В тот день было тихо и безветренно. Соскучившаяся по теплу земля грелась на весеннем солнышке. Всё вокруг постепенно оживало. Дед Натаныч что-то без умолку рассказывал, но МарТин не всё понимал, скорее, вообще ничего не понимал, лишь чувствовал, что рассказ деда интересен и очень поучителен. Неожиданно они остановились посреди поля и Натаныч сказал:
— Во-о-он! Гляди, Мартын! Видишь?
В чистом, прозрачном небе черной точкой парил жаворонок и беспрестанно звенел.
— Ну-ка, дай сюда свой словарь, — попросил Натаныч и, быстро найдя слово «жаворонок», ткнул пальцем, показывая внуку.
— О! lark! — обрадовался МарТин.
— Жа-во-ро-но-к, — медленно произнес Дэд-Натан по слогам.
— Джаровкон… — повторил МарТин и улыбнулся.
— Жаворонок! Научишься ещё, я тебя многому ещё научу.
— Джакроквконк, — пробовал заучить новое слово МарТин.
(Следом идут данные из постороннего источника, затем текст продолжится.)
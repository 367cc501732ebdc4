//! geofront-lite/src/state.rs
//! Global, process-wide state: metrics counters and the logging reload handle.

use crate::types::{ConnMetrics, ConnMetricsSnapshot, MetricsSnapshot, ProxyConnection};
use lazy_static::lazy_static;
use std::{
    collections::HashMap,
    sync::{Arc, atomic::{AtomicU64, Ordering}},
};
use tracing_subscriber::{filter::EnvFilter, reload::Handle as ReloadHandle};

// Global metrics counters, read by the metrics snapshot and updated from the
// pump's copy loop in both directions.
pub static TOTAL_CONN: AtomicU64 = AtomicU64::new(0);
pub static ACTIVE_CONN: AtomicU64 = AtomicU64::new(0);
pub static TOTAL_BYTES_SENT: AtomicU64 = AtomicU64::new(0);
pub static TOTAL_BYTES_RECV: AtomicU64 = AtomicU64::new(0);

lazy_static! {
    /// Per-connection byte counters, keyed by connection id. Removed once the
    /// connection's pump task finishes.
    pub static ref CONN_METRICS: std::sync::Mutex<HashMap<ProxyConnection, Arc<ConnMetrics>>> =
        std::sync::Mutex::new(HashMap::new());

    /// Assigns each accepted connection its id; starts at 1 so 0 stays free
    /// for "no connection" sentinels in logs.
    pub static ref CONN_COUNTER: AtomicU64 = AtomicU64::new(1);

    /// Set once by `logging::init_logging`, used to change the active
    /// `EnvFilter` at runtime (e.g. on SIGHUP) without restarting the process.
    pub static ref RELOAD_HANDLE: std::sync::Mutex<Option<ReloadHandle<EnvFilter, tracing_subscriber::Registry>>> =
        std::sync::Mutex::new(None);
}

/// A point-in-time read of the process-wide and per-connection counters.
/// No network exporter consumes this; it exists so an embedder (or a test)
/// can inspect current traffic levels directly.
pub fn metrics_snapshot() -> MetricsSnapshot {
    let connections = CONN_METRICS
        .lock()
        .unwrap()
        .iter()
        .map(|(conn_id, metrics)| {
            (
                *conn_id,
                ConnMetricsSnapshot {
                    bytes_sent: metrics.bytes_sent.load(Ordering::Relaxed),
                    bytes_recv: metrics.bytes_recv.load(Ordering::Relaxed),
                },
            )
        })
        .collect();

    MetricsSnapshot {
        total_conn: TOTAL_CONN.load(Ordering::Relaxed),
        active_conn: ACTIVE_CONN.load(Ordering::Relaxed),
        total_bytes_sent: TOTAL_BYTES_SENT.load(Ordering::Relaxed),
        total_bytes_recv: TOTAL_BYTES_RECV.load(Ordering::Relaxed),
        connections,
    }
}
— Не мучайся, лучше послушай, люблю я эту птичку. Кажись, таки дунь на неё — и пропала. А ни один человек, даже самый поганый, не обидит жаворонка. Ласковый он, весёлый! Вот гляди, сколько птиц кругом, а поют они — кто утром, кто вечером, или как соловей, тот по ночам-таки заливается. А жаворонок днём, в самое пекло. Божья птичка, одно слово, — нахваливал жаворонка Натаныч, гладя с любовью по голове внука, — Я на этих полях под его песню столько лет проработал, вспомнить-таки — не поверишь. Бывало, стоим с председателем колхоза, ругаемся на чем свет стоит, друг дружку перекрикиваем, а как замолкнем, так эта вот пичужка свою песенку и затянет. Да так затянет, шо душа наружу лезет. Столько разных песен знает, да такие октавы берёт!
МарТин обнял деда Натана, прижался к нему со всех сил и тихо, будто боясь вспугнуть жаворонка, прошептал:
— Я люблю тебя, Дэд-Натан, очень люблю.